Since then, some investors have been expecting a reduction in the economic stimulus program before year end. Fed Chairman Ben Bernanke and company stated that the slowly improving economy and the lowered unemployment levels were responsible for the decision to start scaling down the bond buyback program. The U.S. unemployment rate fell to a five-year low at 7% in November.
Ideally, tapering of the bond-buying plan would have led to adoption of a tighter monetary policy, which would have increased interest rates further. However, Fed said that the federal funds rates (benchmark interest rates) will be kept low for even longer than previously promised, irrespective of the reduction in the bond buying program.
Stocks of large homebuilders like D.R. Horton, Inc. (DHI), Lennar Corporation (LEN) and Toll Brothers (TOL) as well as smaller ones like The Ryland Group, Inc. (RYL), Meritage Homes Corporation (MTH), KB Home (KBH) and MDC Holdings Inc. (MDC) rose on the Fed’s decision to keep interest rates low. Prices of these companies rose in the range of 3%-7% as homebuilding stocks are most sensitive to the outlook of interest rates.
High interest rates dilute demand for new homes, as mortgage loans become expensive; thus lowering a buyer’s purchasing power. This can hurt volumes, revenues and profits of homebuilders. Homebuilders have largely benefited from historically low interest rates, eventually leading to the sharp increase in home buying activity since mid-2012.
However, since May, mortgage/interest rates are edging upward to more normalized levels. The housing momentum seen in 2012 and in the first half of 2013 had slowed down in the past 3-4 months, hurt by the recent spike in mortgage rates, rising home prices, tight credit availability and by political uncertainty in Washington.
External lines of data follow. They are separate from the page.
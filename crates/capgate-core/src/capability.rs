// capgate-core/src/capability.rs
// ============================================================================
// Module: Capability Model
// Description: Capability configuration, rate-limit policies, and defaults.
// Purpose: Define the per-capability gating inputs and their validation.
// Dependencies: serde, thiserror
// ============================================================================

//! ## Overview
//! A capability is a named, independently toggleable feature area. Each one
//! carries an enabled flag, an optional required role, an optional rate
//! limit written as `"<quota>/<unit>"`, and the ordered endpoint prefixes it
//! governs.
//!
//! Rate limits are parsed lazily: a malformed or unknown-unit limit is not a
//! structural configuration error. The evaluator treats it as unlimited and
//! the registry reports it, so misconfiguration never blocks traffic. A zero
//! quota is the one rate-limit error rejected up front.

// ============================================================================
// SECTION: Imports
// ============================================================================

use std::time::Duration;

use serde::Deserialize;
use serde::Serialize;
use thiserror::Error;

use crate::identifiers::CapabilityName;

// ============================================================================
// SECTION: Constants
// ============================================================================

/// Maximum length of a capability name.
pub const MAX_CAPABILITY_NAME_LENGTH: usize = 64;
/// Maximum number of endpoint prefixes per capability.
pub const MAX_ENDPOINTS_PER_CAPABILITY: usize = 64;
/// Maximum length of a single endpoint prefix.
pub const MAX_ENDPOINT_LENGTH: usize = 256;
/// Maximum number of metadata labels (permissions, platforms, providers).
pub const MAX_METADATA_LABELS: usize = 64;

// ============================================================================
// SECTION: Rate Limit Policy
// ============================================================================

/// Period unit for a rate-limit quota.
#[derive(Debug, Clone, Copy, PartialEq, Eq, Hash, Serialize, Deserialize)]
#[serde(rename_all = "snake_case")]
pub enum PeriodUnit {
    /// Sixty seconds.
    Minute,
    /// 3600 seconds.
    Hour,
    /// 86400 seconds.
    Day,
}

impl PeriodUnit {
    /// Parses a period unit label.
    #[must_use]
    pub fn parse(label: &str) -> Option<Self> {
        match label {
            "minute" => Some(Self::Minute),
            "hour" => Some(Self::Hour),
            "day" => Some(Self::Day),
            _ => None,
        }
    }

    /// Returns the stable label for the unit.
    #[must_use]
    pub const fn as_str(self) -> &'static str {
        match self {
            Self::Minute => "minute",
            Self::Hour => "hour",
            Self::Day => "day",
        }
    }

    /// Returns the window length for the unit.
    #[must_use]
    pub const fn duration(self) -> Duration {
        match self {
            Self::Minute => Duration::from_secs(60),
            Self::Hour => Duration::from_secs(3_600),
            Self::Day => Duration::from_secs(86_400),
        }
    }
}

/// Counting strategy used when a rate limit is present.
#[derive(Debug, Clone, Copy, PartialEq, Eq, Default, Serialize, Deserialize)]
#[serde(rename_all = "snake_case")]
pub enum RateLimitMode {
    /// Count ledger events in the trailing period ending now (check-then-act).
    #[default]
    TrailingWindow,
    /// Atomically increment a fixed-window counter before admitting.
    AtomicBucket,
}

/// Parsed rate-limit policy.
///
/// # Invariants
/// - `quota` is always greater than zero.
#[derive(Debug, Clone, Copy, PartialEq, Eq)]
pub enum RateLimitPolicy {
    /// No limit.
    Unlimited,
    /// Trailing-window counter over the usage ledger.
    TrailingWindow {
        /// Maximum admitted calls per period.
        quota: u64,
        /// Window length.
        period: PeriodUnit,
    },
    /// Fixed-window atomic counter keyed by (caller, capability, window).
    AtomicBucket {
        /// Maximum admitted calls per window.
        quota: u64,
        /// Window length.
        period: PeriodUnit,
    },
}

impl RateLimitPolicy {
    /// Parses an optional `"<quota>/<unit>"` rate limit using `mode`.
    ///
    /// # Errors
    ///
    /// Returns [`RateLimitParseError`] when the limit is malformed, names an
    /// unknown unit, or has a zero quota.
    pub fn parse(raw: Option<&str>, mode: RateLimitMode) -> Result<Self, RateLimitParseError> {
        let Some(raw) = raw else {
            return Ok(Self::Unlimited);
        };
        let trimmed = raw.trim();
        if trimmed.is_empty() {
            return Ok(Self::Unlimited);
        }
        let Some((quota, unit)) = trimmed.split_once('/') else {
            return Err(RateLimitParseError::MissingSeparator {
                raw: raw.to_string(),
            });
        };
        let quota: u64 = quota.trim().parse().map_err(|_| RateLimitParseError::InvalidQuota {
            raw: raw.to_string(),
        })?;
        if quota == 0 {
            return Err(RateLimitParseError::ZeroQuota {
                raw: raw.to_string(),
            });
        }
        let unit = unit.trim();
        let period = PeriodUnit::parse(unit).ok_or_else(|| RateLimitParseError::UnknownUnit {
            raw: raw.to_string(),
            unit: unit.to_string(),
        })?;
        Ok(match mode {
            RateLimitMode::TrailingWindow => Self::TrailingWindow {
                quota,
                period,
            },
            RateLimitMode::AtomicBucket => Self::AtomicBucket {
                quota,
                period,
            },
        })
    }

    /// Returns the quota when the policy is limited.
    #[must_use]
    pub const fn quota(&self) -> Option<u64> {
        match self {
            Self::Unlimited => None,
            Self::TrailingWindow {
                quota, ..
            }
            | Self::AtomicBucket {
                quota, ..
            } => Some(*quota),
        }
    }

    /// Returns the period when the policy is limited.
    #[must_use]
    pub const fn period(&self) -> Option<PeriodUnit> {
        match self {
            Self::Unlimited => None,
            Self::TrailingWindow {
                period, ..
            }
            | Self::AtomicBucket {
                period, ..
            } => Some(*period),
        }
    }
}

/// Rate-limit parse failures.
#[derive(Debug, Clone, PartialEq, Eq, Error)]
pub enum RateLimitParseError {
    /// The limit is not of the form `quota/unit`.
    #[error("rate limit {raw:?} must be of the form <quota>/<unit>")]
    MissingSeparator {
        /// Raw limit string.
        raw: String,
    },
    /// The quota is not a non-negative integer.
    #[error("rate limit {raw:?} has a non-numeric quota")]
    InvalidQuota {
        /// Raw limit string.
        raw: String,
    },
    /// The quota is zero.
    #[error("rate limit {raw:?} must have a quota greater than zero")]
    ZeroQuota {
        /// Raw limit string.
        raw: String,
    },
    /// The period unit is not one of minute, hour, day.
    #[error("rate limit {raw:?} uses unknown period unit {unit:?}")]
    UnknownUnit {
        /// Raw limit string.
        raw: String,
        /// Unrecognized unit label.
        unit: String,
    },
}
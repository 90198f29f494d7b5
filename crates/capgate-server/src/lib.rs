// capgate-server/src/lib.rs
// ============================================================================
// Module: capgate Server Library
// Description: HTTP integration for the capability gate.
// Purpose: Gate governed routes, resolve callers, and expose the admin API.
// Dependencies: axum, capgate-core, capgate-config, capgate-store-sqlite
// ============================================================================

//! ## Overview
//! `capgate-server` wires the transport-agnostic [`RequestGate`] into an
//! axum router. Every request passes through the gate middleware: governed
//! paths are checked for enablement and rate limits before the downstream
//! handler runs, and exactly one usage event is recorded per admitted call.
//! Admin endpoints under `/api/admin` manage the capability registry.

// ============================================================================
// SECTION: Modules
// ============================================================================

pub mod admin;
pub mod auth;
pub mod gate;
pub mod middleware;
pub mod server;
pub mod snapshot_store;
pub mod telemetry;

// ============================================================================
// SECTION: Re-Exports
// ============================================================================

pub use auth::AuthError;
pub use auth::CallerResolver;
pub use auth::ResolvedCaller;
pub use auth::StaticTokenResolver;
pub use gate::Admission;
pub use gate::AdmissionTicket;
pub use gate::GateDenial;
pub use gate::GateOutcome;
pub use gate::RequestGate;
pub use server::AppState;
pub use server::GateComponents;
pub use server::GateServer;
pub use server::ServerError;
pub use snapshot_store::JsonFileCapabilityStore;
pub use telemetry::GATE_LATENCY_BUCKETS_MS;
pub use telemetry::GateDecision;
pub use telemetry::GateMetricEvent;
pub use telemetry::GateMetrics;
pub use telemetry::InMemoryGateMetrics;
pub use telemetry::NoopMetrics;
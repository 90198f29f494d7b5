// capgate-store-sqlite/src/lib.rs
// ============================================================================
// Module: SQLite Capability Store
// Description: Durable capability configuration and usage ledger on SQLite.
// Purpose: Provide production persistence for the capability gate.
// Dependencies: capgate-core, rusqlite
// ============================================================================

//! ## Overview
//! This crate provides a SQLite-backed [`capgate_core::CapabilityStore`]
//! and [`capgate_core::UsageLedger`]. Both share one schema, so a single
//! database file may back either or both. Security posture: database
//! contents are untrusted and decoded fail-closed.

// ============================================================================
// SECTION: Modules
// ============================================================================

pub mod ledger;
pub mod store;

// ============================================================================
// SECTION: Re-Exports
// ============================================================================

pub use ledger::SqliteUsageLedger;
pub use store::MAX_CONFIG_JSON_BYTES;
pub use store::SqliteCapabilityStore;
pub use store::SqliteStoreConfig;
pub use store::SqliteStoreError;
pub use store::SqliteStoreMode;
pub use store::SqliteSyncMode;
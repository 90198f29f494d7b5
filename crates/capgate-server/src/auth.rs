// capgate-server/src/auth.rs
// ============================================================================
// Module: Caller Resolution
// Description: Resolve the calling identity from request credentials.
// Purpose: Provide the caller partition key and roles for gate decisions.
// Dependencies: capgate-core, capgate-config, sha2
// ============================================================================

//! ## Overview
//! Caller identity is issued elsewhere; this module only maps a presented
//! bearer token to a [`ResolvedCaller`]. A request without credentials is
//! anonymous and runs ungated on governed paths. Credentials that are
//! present but malformed or unknown are rejected. Tokens are held as
//! SHA-256 fingerprints, never in plaintext.

// ============================================================================
// SECTION: Imports
// ============================================================================

use std::collections::BTreeMap;
use std::collections::BTreeSet;
use std::fmt::Write as _;

use capgate_config::ServerAuthConfig;
use capgate_core::CallerId;
use sha2::Digest;
use sha2::Sha256;
use thiserror::Error;

// ============================================================================
// SECTION: Constants
// ============================================================================

/// Maximum accepted `Authorization` header size.
const MAX_AUTH_HEADER_BYTES: usize = 8 * 1024;

// ============================================================================
// SECTION: Types
// ============================================================================

/// Identity resolved for one request.
#[derive(Debug, Clone, PartialEq, Eq)]
pub struct ResolvedCaller {
    /// Caller identifier used as the usage partition key.
    pub caller_id: CallerId,
    /// Roles held by the caller.
    pub roles: BTreeSet<String>,
}

impl ResolvedCaller {
    /// Creates a caller with the given roles.
    #[must_use]
    pub fn new(caller_id: impl Into<CallerId>, roles: &[&str]) -> Self {
        Self {
            caller_id: caller_id.into(),
            roles: roles.iter().map(|role| (*role).to_string()).collect(),
        }
    }

    /// Returns true when the caller holds `role`.
    #[must_use]
    pub fn has_role(&self, role: &str) -> bool {
        self.roles.contains(role)
    }
}

/// Caller resolution errors.
#[derive(Debug, Clone, PartialEq, Eq, Error)]
pub enum AuthError {
    /// Credentials were presented but could not be accepted.
    #[error("unauthenticated: {0}")]
    Unauthenticated(String),
}

// ============================================================================
// SECTION: Resolver
// ============================================================================

/// Resolves callers from the raw `Authorization` header.
pub trait CallerResolver: Send + Sync {
    /// Returns `Ok(None)` for anonymous requests.
    ///
    /// # Errors
    ///
    /// Returns [`AuthError`] when credentials are present but invalid.
    fn resolve(&self, auth_header: Option<&str>) -> Result<Option<ResolvedCaller>, AuthError>;
}

/// Resolver backed by a static bearer token map.
#[derive(Debug, Clone, Default)]
pub struct StaticTokenResolver {
    /// Callers keyed by token fingerprint.
    callers: BTreeMap<String, ResolvedCaller>,
}

impl StaticTokenResolver {
    /// Builds a resolver from server auth configuration.
    #[must_use]
    pub fn from_config(config: &ServerAuthConfig) -> Self {
        let callers = config
            .tokens
            .iter()
            .map(|entry| {
                let caller = ResolvedCaller {
                    caller_id: CallerId::new(entry.caller_id.clone()),
                    roles: entry.roles.iter().cloned().collect(),
                };
                (token_fingerprint(&entry.token), caller)
            })
            .collect();
        Self {
            callers,
        }
    }

    /// Returns the number of configured tokens.
    #[must_use]
    pub fn len(&self) -> usize {
        self.callers.len()
    }

    /// Returns true when no tokens are configured.
    #[must_use]
    pub fn is_empty(&self) -> bool {
        self.callers.is_empty()
    }
}

impl CallerResolver for StaticTokenResolver {
    fn resolve(&self, auth_header: Option<&str>) -> Result<Option<ResolvedCaller>, AuthError> {
        let Some(header) = auth_header else {
            return Ok(None);
        };
        let token = parse_bearer_token(header)?;
        self.callers
            .get(&token_fingerprint(&token))
            .cloned()
            .map(Some)
            .ok_or_else(|| AuthError::Unauthenticated("unknown bearer token".to_string()))
    }
}

// ============================================================================
// SECTION: Helpers
// ============================================================================

/// Extracts the bearer token from an `Authorization` header value.
fn parse_bearer_token(header: &str) -> Result<String, AuthError> {
    if header.len() > MAX_AUTH_HEADER_BYTES {
        return Err(AuthError::Unauthenticated("authorization header too large".to_string()));
    }
    let mut parts = header.trim().splitn(2, ' ');
    let scheme = parts.next().unwrap_or_default();
    let token = parts.next().unwrap_or_default().trim();
    if !scheme.eq_ignore_ascii_case("bearer") || token.is_empty() {
        return Err(AuthError::Unauthenticated("invalid authorization header".to_string()));
    }
    Ok(token.to_string())
}

/// Returns the lowercase hex SHA-256 fingerprint of `token`.
fn token_fingerprint(token: &str) -> String {
    let digest = Sha256::digest(token.as_bytes());
    let mut hex = String::with_capacity(digest.len() * 2);
    for byte in digest.iter() {
        let _ = write!(hex, "{byte:02x}");
    }
    hex
}

// ============================================================================
// SECTION: Tests
// ============================================================================
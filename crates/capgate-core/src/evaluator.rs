// capgate-core/src/evaluator.rs
// ============================================================================
// Module: Rate Policy Evaluator
// Description: Per-caller, per-capability rate decisions over the ledger.
// Purpose: Decide whether a caller is within quota for a capability.
// Dependencies: crate::ledger, crate::capability
// ============================================================================

//! ## Overview
//! The evaluator turns a [`RateLimitPolicy`] plus ledger state into a
//! [`RateDecision`]. Trailing-window policies count events with
//! `timestamp >= now - period` and allow iff the count is below the quota.
//! Concurrent check-then-act evaluations may overshoot the quota; the
//! atomic-bucket policy removes that overshoot by acquiring a fixed-window
//! slot in one ledger operation.
//!
//! Evaluation fails open: an unparseable policy or an unavailable ledger
//! yields [`RateDecision::FailOpen`], which admits the request. Callers are
//! expected to audit fail-open decisions.

// ============================================================================
// SECTION: Imports
// ============================================================================

use crate::capability::CapabilityConfig;
use crate::capability::PeriodUnit;
use crate::capability::RateLimitParseError;
use crate::capability::RateLimitPolicy;
use crate::identifiers::CallerId;
use crate::identifiers::CapabilityName;
use crate::ledger::BucketKey;
use crate::ledger::UsageLedger;
use crate::time::Timestamp;

// ============================================================================
// SECTION: Types
// ============================================================================

/// Reason a rate check admitted a request without evaluating a quota.
#[derive(Debug, Clone, PartialEq, Eq)]
pub enum FailOpenReason {
    /// The configured rate limit could not be parsed.
    Misconfigured(RateLimitParseError),
    /// The ledger could not answer the query.
    LedgerUnavailable(String),
}

impl FailOpenReason {
    /// Returns the stable reason label.
    #[must_use]
    pub const fn label(&self) -> &'static str {
        match self {
            Self::Misconfigured(err) => err.code(),
            Self::LedgerUnavailable(_) => "ledger_unavailable",
        }
    }
}

/// Rate decision for one request.
#[derive(Debug, Clone, PartialEq, Eq)]
pub enum RateDecision {
    /// No rate limit applies.
    Unlimited,
    /// Within quota.
    Allowed {
        /// Configured quota.
        quota: u64,
        /// Admissions counted before this one (zero when the ledger does
        /// not report it).
        used: u64,
    },
    /// Quota exhausted.
    Denied {
        /// Configured quota.
        quota: u64,
        /// Admissions counted in the window.
        used: u64,
        /// Window length.
        period: PeriodUnit,
    },
    /// Admitted without a quota check.
    FailOpen {
        /// Why the check could not be made.
        reason: FailOpenReason,
    },
}

impl RateDecision {
    /// Returns true when the request may proceed.
    #[must_use]
    pub const fn is_allowed(&self) -> bool {
        !matches!(self, Self::Denied { .. })
    }
}

// ============================================================================
// SECTION: Evaluator
// ============================================================================

/// Stateless rate policy evaluator.
#[derive(Debug, Clone, Copy, Default)]
pub struct RateEvaluator;

impl RateEvaluator {
    /// Decides whether `caller_id` may invoke `capability` at `now` under
    /// `policy`.
    ///
    /// For atomic-bucket policies an allowed decision has already consumed
    /// a slot in the current window.
    #[must_use]
    pub fn check_allowed(
        policy: &RateLimitPolicy,
        caller_id: &CallerId,
        capability: &CapabilityName,
        ledger: &dyn UsageLedger,
        now: Timestamp,
    ) -> RateDecision {
        match *policy {
            RateLimitPolicy::Unlimited => RateDecision::Unlimited,
            RateLimitPolicy::TrailingWindow {
                quota,
                period,
            } => {
                let since = now.saturating_sub(period.duration());
                match ledger.count_in_window(caller_id, capability, since) {
                    Ok(used) if used < quota => RateDecision::Allowed {
                        quota,
                        used,
                    },
                    Ok(used) => RateDecision::Denied {
                        quota,
                        used,
                        period,
                    },
                    Err(err) => RateDecision::FailOpen {
                        reason: FailOpenReason::LedgerUnavailable(err.to_string()),
                    },
                }
            }
            RateLimitPolicy::AtomicBucket {
                quota,
                period,
            } => {
                let key = BucketKey {
                    caller_id: caller_id.clone(),
                    capability: capability.clone(),
                    window_start: now.window_start(period.duration()),
                };
                match ledger.acquire_bucket_slot(&key, quota) {
                    Ok(true) => RateDecision::Allowed {
                        quota,
                        used: 0,
                    },
                    Ok(false) => RateDecision::Denied {
                        quota,
                        used: quota,
                        period,
                    },
                    Err(err) => RateDecision::FailOpen {
                        reason: FailOpenReason::LedgerUnavailable(err.to_string()),
                    },
                }
            }
        }
    }

    /// Parses `config`'s rate limit and evaluates it. Unparseable limits
    /// fail open.
    #[must_use]
    pub fn evaluate_capability(
        config: &CapabilityConfig,
        caller_id: &CallerId,
        capability: &CapabilityName,
        ledger: &dyn UsageLedger,
        now: Timestamp,
    ) -> RateDecision {
        match config.policy() {
            Ok(policy) => Self::check_allowed(&policy, caller_id, capability, ledger, now),
            Err(err) => RateDecision::FailOpen {
                reason: FailOpenReason::Misconfigured(err),
            },
        }
    }
}
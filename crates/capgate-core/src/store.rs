// capgate-core/src/store.rs
// ============================================================================
// Module: Capability Store
// Description: Durable capability configuration interface and in-memory store.
// Purpose: Abstract where the registry reads and writes capability entries.
// Dependencies: thiserror
// ============================================================================

//! ## Overview
//! A [`CapabilityStore`] holds the persisted capability set. The registry
//! reads it once at load and writes through it on every update before the
//! new configuration becomes visible. Stores must preserve registration
//! order: `load_all` returns entries in the order they were first inserted.

// ============================================================================
// SECTION: Imports
// ============================================================================

use std::sync::Arc;
use std::sync::Mutex;

use thiserror::Error;

use crate::capability::Capability;
use crate::identifiers::CallerId;

// ============================================================================
// SECTION: Constants
// ============================================================================

/// Actor recorded for writes issued by the system itself.
pub const SYSTEM_ACTOR: &str = "system";

// ============================================================================
// SECTION: Errors
// ============================================================================

/// Capability store errors.
#[derive(Debug, Clone, PartialEq, Eq, Error)]
pub enum StoreError {
    /// Store I/O error.
    #[error("capability store io error: {0}")]
    Io(String),
    /// Store reported an error.
    #[error("capability store error: {0}")]
    Store(String),
    /// Store data is corrupted or fails integrity checks.
    #[error("capability store corruption: {0}")]
    Corrupt(String),
    /// Store data is invalid.
    #[error("capability store invalid data: {0}")]
    Invalid(String),
}

// ============================================================================
// SECTION: Store Interface
// ============================================================================

/// Durable capability configuration store.
pub trait CapabilityStore: Send + Sync {
    /// Loads every persisted capability in registration order.
    ///
    /// # Errors
    ///
    /// Returns [`StoreError`] when the store cannot be read.
    fn load_all(&self) -> Result<Vec<Capability>, StoreError>;

    /// Inserts or replaces a capability. New names are appended after the
    /// existing entries; existing names keep their position.
    ///
    /// # Errors
    ///
    /// Returns [`StoreError`] when the write is not durable.
    fn upsert(&self, capability: &Capability, actor: &CallerId) -> Result<(), StoreError>;

    /// Upserts every entry of `capabilities` as one atomic write: either all
    /// entries are stored or the store is left unchanged.
    ///
    /// # Errors
    ///
    /// Returns [`StoreError`] when the write is not durable.
    fn upsert_all(&self, capabilities: &[Capability], actor: &CallerId) -> Result<(), StoreError>;
}

// ============================================================================
// SECTION: In-Memory Store
// ============================================================================

/// In-memory capability store for tests and ephemeral deployments.
#[derive(Debug, Default, Clone)]
pub struct InMemoryCapabilityStore {
    /// Capabilities in registration order.
    entries: Arc<Mutex<Vec<Capability>>>,
}

impl InMemoryCapabilityStore {
    /// Creates an empty in-memory store.
    #[must_use]
    pub fn new() -> Self {
        Self::default()
    }

    /// Creates an in-memory store seeded with `capabilities`.
    #[must_use]
    pub fn with_capabilities(capabilities: Vec<Capability>) -> Self {
        Self {
            entries: Arc::new(Mutex::new(capabilities)),
        }
    }
}

impl CapabilityStore for InMemoryCapabilityStore {
    fn load_all(&self) -> Result<Vec<Capability>, StoreError> {
        let guard = self
            .entries
            .lock()
            .map_err(|_| StoreError::Store("capability store mutex poisoned".to_string()))?;
        Ok(guard.clone())
    }

    fn upsert(&self, capability: &Capability, actor: &CallerId) -> Result<(), StoreError> {
        self.upsert_all(std::slice::from_ref(capability), actor)
    }

    fn upsert_all(
        &self,
        capabilities: &[Capability],
        _actor: &CallerId,
    ) -> Result<(), StoreError> {
        let mut guard = self
            .entries
            .lock()
            .map_err(|_| StoreError::Store("capability store mutex poisoned".to_string()))?;
        for capability in capabilities {
            if let Some(existing) = guard.iter_mut().find(|entry| entry.name == capability.name) {
                *existing = capability.clone();
            } else {
                guard.push(capability.clone());
            }
        }
        drop(guard);
        Ok(())
    }
}

// ============================================================================
// SECTION: Shared Store Wrapper
// ============================================================================

/// Shared capability store backed by an `Arc` trait object.
#[derive(Clone)]
pub struct SharedCapabilityStore {
    /// Inner store implementation.
    inner: Arc<dyn CapabilityStore>,
}

impl SharedCapabilityStore {
    /// Wraps a capability store in a shared, clonable wrapper.
    #[must_use]
    pub fn from_store(store: impl CapabilityStore + 'static) -> Self {
        Self {
            inner: Arc::new(store),
        }
    }

    /// Wraps an existing shared store.
    #[must_use]
    pub const fn new(store: Arc<dyn CapabilityStore>) -> Self {
        Self {
            inner: store,
        }
    }
}

impl CapabilityStore for SharedCapabilityStore {
    fn load_all(&self) -> Result<Vec<Capability>, StoreError> {
        self.inner.load_all()
    }

    fn upsert(&self, capability: &Capability, actor: &CallerId) -> Result<(), StoreError> {
        self.inner.upsert(capability, actor)
    }

    fn upsert_all(&self, capabilities: &[Capability], actor: &CallerId) -> Result<(), StoreError> {
        self.inner.upsert_all(capabilities, actor)
    }
}

// ============================================================================
// SECTION: Tests
// ============================================================================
Thanks to Bernanke’s decision to keep the benchmark interest rates low for quite some time, homebuilders were among the biggest winners on the day yesterday.
The broader housing market also enjoyed a strong rally and the SPDR S&P Homebuilders (XHB) gained 3.0%. Moreover, the Dow Jones and S&P 500 index surged to record highs. However, U.S Treasury prices went down.
Further, strong housing data released in the week also pushed share prices of homebuilders.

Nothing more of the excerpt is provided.